Da
Rossinelli a Overmars corrono ventitré anni, in parte i più belli
finora di sempre. La cessione del primo provocò la contestazione di
piazza contro il presidente Lolli Ghetti, impiccato in effigie a
Ponte Monumentale. L'ala olandese, invece, sarebbe stata usata da
Ventura quale emblema dell'insoddisfazione, utile a fiorire in alibi,
per un mercato che pure lo aveva visto in tutto o quasi – compreso
Vasari a 7 miliardi – accontentato dalla società.
Se
con i Mantovani era impossibile o quasi per gli allenatori lamentarsi
delle strategie societarie di mercato, la storia precedente e
successiva del club è anche cadenzata di dissidi tra proprietà e
dirigenza da una parte e guida tecnica dall'altra. La parte
conclusiva del quinquennio novelliniano fu costellata di
recriminazioni su mancati acquisti e cessioni inopinate, con l'apice
della Champions sfiorata con un attacco formato da Rossini e Inzaghi;
non andò meglio con Mazzarri, destinato a iconizzare il borbottio
per i mancati ingaggi non già di David Luiz e di Kroos ma di Aronica
e Buscé.
Questo
per dire che l'arringa post-Viterbese di Giampaolo, una manovra al
tempo stesso difensiva e di attacco, poco sorprende chi sia pratico
di storia patria. Piuttosto urge rilevare come possa parlarsi di
«incompletezza» dell'organico in relazione ad eventuali obiettivi
societari programmati, sui quali gli esponenti di vertice svariano in
una dissonanza che crea confusione: si va infatti dall'ipotesi
Champions a quella dell'acquisto di altri club.
Chiarezza
vorrebbe chiarezza. Qualora si dica “puntiamo a far profitti
restando in A senza triboli, per continuare a far mercato sullo
scenario più redditizio”, nessuna obiezione. Parlar d'altro
rischia di ingenerare confusione, false aspettative, malcontento
infondato.
Vero
è che al terzo ritiro estivo nel Doria, Giampaolo difficilmente può
ignorare le regole della casa, che vedono nel mercato uno strumento
prioritariamente lucrativo, fondato sul continuo riassortimento degli
scaffali di uno show room allestito negli anni scorsi con indubbia
abilità da un dirigente, Pecini, troppo lodato perché la sua
perdita risulti del tutto indolore. L'arrivo di Sabatini non ha
infatti finora prodotto conseguenze significative, ma neppure il
miglior dirigente non d'Italia ma del pianeta potrebbe far prodigi
insediandosi ufficialmente a luglio, quando i giochi, almeno quelli
grossi, dovrebbero esser già fatti.
Le
sempre più ricorrenti sortite polemiche del tecnico sembrano
delineare uno scenario sdrucciolevole e ambiguo. Una parte della
tifoseria e della critica riconosce al tecnico il grande lavoro di
valorizzazione di una rosa non eccelsa e di alcuni singoli infatti
rivenduti a una valutazione molto più alta di quella in entrata.

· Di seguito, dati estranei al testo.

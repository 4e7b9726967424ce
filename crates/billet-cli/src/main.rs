//! billet: seal letters behind a password, and open them again
//!
//! Authoring:
//!   seal                     - encrypt every draft in the raw directory into the store
//!   link <letter> <pw>       - print the share link for a sealed letter
//!   list                     - list stored letter identifiers
//!
//! Reading:
//!   open <letter> <pw>       - fetch, decrypt, and display a letter
//!   open --link <url>        - same, from a share link
//!   parse <file>             - segment a plaintext letter without any crypto
//!
//!   config show              - display current configuration

mod messages;

use anyhow::{Context, Result};
use clap::{Parser, Subcommand, ValueEnum};
use indicatif::{ProgressBar, ProgressStyle};
use std::path::{Path, PathBuf};
use std::process::ExitCode;
use std::time::Duration;

use billet_core::config::BilletConfig;
use billet_core::{BilletError, LetterId, LinkRequest, Passphrase, ShareLink};
use billet_letter::ParsedLetter;
use billet_store::{LetterStore, SealStatus};

use messages::ReadFailure;

// ── CLI structure ──────────────────────────────────────────────────────────────

#[derive(Parser, Debug)]
#[command(
    name = "billet",
    version,
    about = "Password-sealed personal letters",
    long_about = "billet: encrypt letters into a static store and open them with a share link"
)]
struct Cli {
    /// Path to billet.toml configuration file
    #[arg(long, short = 'c', env = "BILLET_CONFIG", default_value = "billet.toml")]
    config: PathBuf,

    /// Log level (trace, debug, info, warn, error) [default: logging.level]
    #[arg(long, env = "BILLET_LOG")]
    log: Option<String>,

    /// Log format [default: logging.format]
    #[arg(long, env = "BILLET_LOG_FORMAT")]
    log_format: Option<LogFormat>,

    #[command(subcommand)]
    command: Commands,
}

#[derive(Clone, Copy, Debug, ValueEnum)]
enum LogFormat {
    Json,
    Text,
}

#[derive(Clone, Copy, Debug, Default, ValueEnum)]
enum OutputFormat {
    /// Laid out like a letter
    #[default]
    Text,
    /// The parsed sections as JSON
    Json,
}

#[derive(Subcommand, Debug)]
enum Commands {
    /// Encrypt every `{id}.txt` draft into the letter store
    ///
    /// A draft's first line is its password; the rest is the letter.
    /// Drafts that fail validation are reported and skipped.
    Seal {
        /// Draft directory (overrides authoring.raw_dir)
        #[arg(long)]
        raw_dir: Option<PathBuf>,
    },

    /// Open a sealed letter
    Open {
        /// Letter identifier
        letter: Option<String>,
        /// Letter password
        password: Option<String>,
        /// Share link (or its query string) instead of LETTER and PASSWORD
        #[arg(long, conflicts_with_all = ["letter", "password"])]
        link: Option<String>,
        #[arg(long, value_enum, default_value_t)]
        format: OutputFormat,
    },

    /// Segment a plaintext letter file and display it
    Parse {
        file: PathBuf,
        #[arg(long, value_enum, default_value_t)]
        format: OutputFormat,
    },

    /// Print the share link for a letter
    Link {
        letter: String,
        password: String,
        /// Reader page URL (overrides share.base_url)
        #[arg(long)]
        base_url: Option<String>,
    },

    /// List stored letter identifiers
    List,

    /// Configuration management
    Config {
        #[command(subcommand)]
        action: ConfigAction,
    },
}

#[derive(Subcommand, Debug)]
enum ConfigAction {
    /// Print the active configuration (merged defaults + config file)
    Show,
}

// ── Entry point ───────────────────────────────────────────────────────────────

#[tokio::main]
async fn main() -> Result<ExitCode> {
    let cli = Cli::parse();
    let config = BilletConfig::load(&cli.config)
        .with_context(|| format!("loading config: {}", cli.config.display()))?;

    let level = cli.log.as_deref().unwrap_or(&config.logging.level);
    let format = cli.log_format.unwrap_or(match config.logging.format.as_str() {
        "json" => LogFormat::Json,
        _ => LogFormat::Text,
    });
    init_logging(level, format);

    if !cli.config.exists() {
        tracing::warn!(
            "config file not found: {}  (using defaults)",
            cli.config.display()
        );
    }

    match cli.command {
        Commands::Seal { raw_dir } => cmd_seal(&config, raw_dir.as_deref()).await,
        Commands::Open { letter, password, link, format } => {
            cmd_open(&config, letter, password, link.as_deref(), format).await
        }
        Commands::Parse { file, format } => cmd_parse(&file, format).await,
        Commands::Link { letter, password, base_url } => {
            cmd_link(&config, &letter, &password, base_url.as_deref())
        }
        Commands::List => cmd_list(&config).await,
        Commands::Config { action: ConfigAction::Show } => cmd_config_show(&config, &cli.config),
    }
}

fn init_logging(level: &str, format: LogFormat) {
    use tracing_subscriber::{fmt, layer::SubscriberExt, util::SubscriberInitExt, EnvFilter};

    let filter = EnvFilter::try_from_default_env().unwrap_or_else(|_| EnvFilter::new(level));

    match format {
        LogFormat::Json => {
            tracing_subscriber::registry()
                .with(filter)
                .with(fmt::layer().json().with_writer(std::io::stderr))
                .init();
        }
        LogFormat::Text => {
            tracing_subscriber::registry()
                .with(filter)
                .with(fmt::layer().with_writer(std::io::stderr))
                .init();
        }
    }
}

fn open_store(config: &BilletConfig) -> Result<LetterStore> {
    LetterStore::from_config(&config.storage).context("opening letter store")
}

// ── Progress helpers ──────────────────────────────────────────────────────────

fn make_progress_bar(total: u64, prefix: &str) -> ProgressBar {
    let pb = ProgressBar::new(total);
    let style = ProgressStyle::with_template("{prefix:.bold} [{bar:40.cyan/blue}] {pos}/{len} {msg}")
        .map(|s| s.progress_chars("=>-"))
        .unwrap_or_else(|_| ProgressStyle::default_bar());
    pb.set_style(style);
    pb.set_prefix(prefix.to_string());
    pb.enable_steady_tick(Duration::from_millis(100));
    pb
}

fn make_spinner(prefix: &str) -> ProgressBar {
    let pb = ProgressBar::new_spinner();
    let style = ProgressStyle::with_template("{prefix:.bold} {spinner} {msg}")
        .unwrap_or_else(|_| ProgressStyle::default_spinner());
    pb.set_style(style);
    pb.set_prefix(prefix.to_string());
    pb.enable_steady_tick(Duration::from_millis(80));
    pb
}

// ── `billet seal` ─────────────────────────────────────────────────────────────

async fn cmd_seal(config: &BilletConfig, raw_dir: Option<&Path>) -> Result<ExitCode> {
    let raw_dir = raw_dir.unwrap_or(&config.authoring.raw_dir);
    let store = open_store(config)?;

    let files = billet_store::draft_files(raw_dir)
        .await
        .with_context(|| format!("scanning drafts in {}", raw_dir.display()))?;
    if files.is_empty() {
        println!("no drafts in {}", raw_dir.display());
        return Ok(ExitCode::SUCCESS);
    }

    let base_url = config.share.base_url.as_deref();
    let pb = make_progress_bar(files.len() as u64, "seal");
    let reports = billet_store::seal_drafts(&store, &files, |report| {
        let name = report.file.display();
        match &report.status {
            SealStatus::Sealed { link, bytes } => {
                pb.println(format!("  sealed   {name}  ({bytes} bytes)"));
                if let Some(base) = base_url {
                    pb.println(format!("           {}", link.to_url(base)));
                }
            }
            SealStatus::Skipped(reason) => pb.println(format!("  skipped  {name}: {reason}")),
        }
        pb.inc(1);
    })
    .await
    .with_context(|| format!("sealing drafts from {}", raw_dir.display()))?;
    pb.finish_and_clear();

    let sealed = reports.iter().filter(|r| r.is_sealed()).count();
    println!(
        "{sealed} sealed, {} skipped  → {}",
        reports.len() - sealed,
        store.payload_dir()
    );
    Ok(ExitCode::SUCCESS)
}

// ── `billet open` ─────────────────────────────────────────────────────────────

async fn cmd_open(
    config: &BilletConfig,
    letter: Option<String>,
    password: Option<String>,
    link: Option<&str>,
    format: OutputFormat,
) -> Result<ExitCode> {
    let request = match link {
        Some(url) => LinkRequest::from_url(url),
        None => request_from_args(letter, password),
    };

    let link = match request {
        Ok(LinkRequest::Open(link)) => link,
        Ok(LinkRequest::Landing) => {
            print!("{}", messages::LANDING);
            return Ok(ExitCode::SUCCESS);
        }
        Ok(LinkRequest::MissingParams) => return Ok(report_failure(ReadFailure::IncompleteLink)),
        Err(e) => return Ok(report_failure(ReadFailure::classify(&e))),
    };

    let store = open_store(config)?;
    let spinner = make_spinner("open");
    spinner.set_message(link.letter.to_string());
    let result = billet_store::open_letter(&store, &link.letter, &link.password).await;
    spinner.finish_and_clear();

    match result {
        Ok(letter) => {
            print_letter(&letter, format)?;
            Ok(ExitCode::SUCCESS)
        }
        Err(e) => {
            tracing::debug!(error = %e, "open failed");
            Ok(report_failure(ReadFailure::classify(&e)))
        }
    }
}

/// Positional arguments follow the same rules as link query parameters.
fn request_from_args(
    letter: Option<String>,
    password: Option<String>,
) -> Result<LinkRequest, BilletError> {
    match (letter, password) {
        (None, None) => Ok(LinkRequest::Landing),
        (Some(letter), Some(password)) => Ok(LinkRequest::Open(ShareLink::new(
            LetterId::new(letter)?,
            Passphrase::new(&password)?,
        ))),
        _ => Ok(LinkRequest::MissingParams),
    }
}

fn report_failure(failure: ReadFailure) -> ExitCode {
    eprintln!("{}", failure.title());
    eprintln!("{}", failure.hint());
    failure.exit_code()
}

fn print_letter(letter: &ParsedLetter, format: OutputFormat) -> Result<()> {
    match format {
        OutputFormat::Text => print!("{letter}"),
        OutputFormat::Json => {
            let json = serde_json::to_string_pretty(letter).context("serializing letter")?;
            println!("{json}");
        }
    }
    Ok(())
}

// ── `billet parse` ────────────────────────────────────────────────────────────

async fn cmd_parse(file: &Path, format: OutputFormat) -> Result<ExitCode> {
    let content = tokio::fs::read_to_string(file)
        .await
        .with_context(|| format!("reading letter: {}", file.display()))?;
    print_letter(&billet_letter::parse(&content), format)?;
    Ok(ExitCode::SUCCESS)
}

// ── `billet link` ─────────────────────────────────────────────────────────────

fn cmd_link(
    config: &BilletConfig,
    letter: &str,
    password: &str,
    base_url: Option<&str>,
) -> Result<ExitCode> {
    let base_url = base_url
        .or(config.share.base_url.as_deref())
        .context("no reader URL: use --base-url or set share.base_url in config")?;
    let link = ShareLink::new(
        LetterId::new(letter).context("invalid letter identifier")?,
        Passphrase::new(password).context("invalid password")?,
    );
    println!("{}", link.to_url(base_url));
    Ok(ExitCode::SUCCESS)
}

// ── `billet list` ─────────────────────────────────────────────────────────────

async fn cmd_list(config: &BilletConfig) -> Result<ExitCode> {
    let store = open_store(config)?;
    let letters = store.list().await.context("listing letters")?;
    if letters.is_empty() {
        println!("no letters under {}", store.payload_dir());
    }
    for letter in letters {
        println!("{letter}");
    }
    Ok(ExitCode::SUCCESS)
}

// ── `billet config show` ──────────────────────────────────────────────────────

fn cmd_config_show(config: &BilletConfig, config_path: &Path) -> Result<ExitCode> {
    if config_path.exists() {
        println!("# Configuration from: {}", config_path.display());
    } else {
        println!("# Configuration: defaults (no file at {})", config_path.display());
    }
    println!();
    let rendered = toml::to_string_pretty(config).context("serializing config to TOML")?;
    print!("{rendered}");
    Ok(ExitCode::SUCCESS)
}

#[cfg(test)]
mod tests {
    use super::*;

    #[test]
    fn cli_definition_is_valid() {
        use clap::CommandFactory;
        Cli::command().debug_assert();
    }

    #[test]
    fn open_accepts_link_or_positionals() {
        let cli = Cli::try_parse_from(["billet", "open", "--link", "https://x/?letter=a&password=b"])
            .unwrap();
        assert!(matches!(cli.command, Commands::Open { link: Some(_), .. }));

        let cli = Cli::try_parse_from(["billet", "open", "a", "b", "--format", "json"]).unwrap();
        assert!(matches!(
            cli.command,
            Commands::Open { letter: Some(_), password: Some(_), format: OutputFormat::Json, .. }
        ));

        assert!(Cli::try_parse_from(["billet", "open", "a", "--link", "x"]).is_err());
    }

    #[test]
    fn positional_request_mirrors_link_rules() {
        assert!(matches!(request_from_args(None, None), Ok(LinkRequest::Landing)));
        assert!(matches!(
            request_from_args(Some("a".into()), None),
            Ok(LinkRequest::MissingParams)
        ));
        assert!(matches!(
            request_from_args(None, Some("pw".into())),
            Ok(LinkRequest::MissingParams)
        ));
        assert!(matches!(
            request_from_args(Some("My_Letter".into()), Some("pw".into())),
            Err(BilletError::ValidationFailed(_))
        ));
        assert!(matches!(
            request_from_args(Some("a".into()), Some("pw1".into())),
            Ok(LinkRequest::Open(_))
        ));
    }

    #[test]
    fn link_requires_a_base_url() {
        let config = BilletConfig::default();
        assert!(cmd_link(&config, "a", "b", None).is_err());
        assert!(cmd_link(&config, "a", "b", Some("https://example.com/")).is_ok());
        assert!(cmd_link(&config, "A", "b", Some("https://example.com/")).is_err());
    }

    #[tokio::test]
    async fn seal_command_succeeds_with_skipped_drafts() {
        let drafts = tempfile::tempdir().unwrap();
        std::fs::write(drafts.path().join("a.txt"), "abc123\nhello").unwrap();
        std::fs::write(drafts.path().join("b.txt"), "nope").unwrap();

        let mut config = BilletConfig::default();
        config.storage.backend = billet_core::config::StorageBackend::Memory;
        assert!(cmd_seal(&config, Some(drafts.path())).await.is_ok());
    }
}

Altri invece addebitano al mister non solo una presunta monotonia
tattica, ma alcune scelte di mercato assai discusse dai sostenitori,
specie le rinunce a Viviano, Silvestre e Zapata. Curiosa pare questa
dinamica, per cui il tecnico metterebbe bocca nel mercato solo per
determinare mosse impopolari.
In
questo scenario nevrile, i contrasti in essere tra le componenti
societaria e tecnica potrebbero tradursi in una nascosta partita a
scacchi, tra la tentazione di indurre le dimissioni anziché un più
oneroso esonero e la contrapposta resistenza passiva di un allenatore
che peraltro più volte in carriera ha tolto il disturbo nel venir
meno delle condizioni ideali di lavoro.
Chissà
se i «tre, quattro giocatori» tra cui il sostituto di Torreira «che
da sei mesi si doveva cercare» arriveranno prima della fine del
mercato. Di certo anche quest'anno la Sampdoria si avvia al campionato non senza attriti e polemiche, premesse che peraltro
hanno sempre condotto a ottime stagioni. Meglio, tutto sommato, una
dialettica a viso scoperto utile a fare chiarezza, che una finta
armonia di facciata destinata a lasciare strascichi nell'eventuale
deflagrare.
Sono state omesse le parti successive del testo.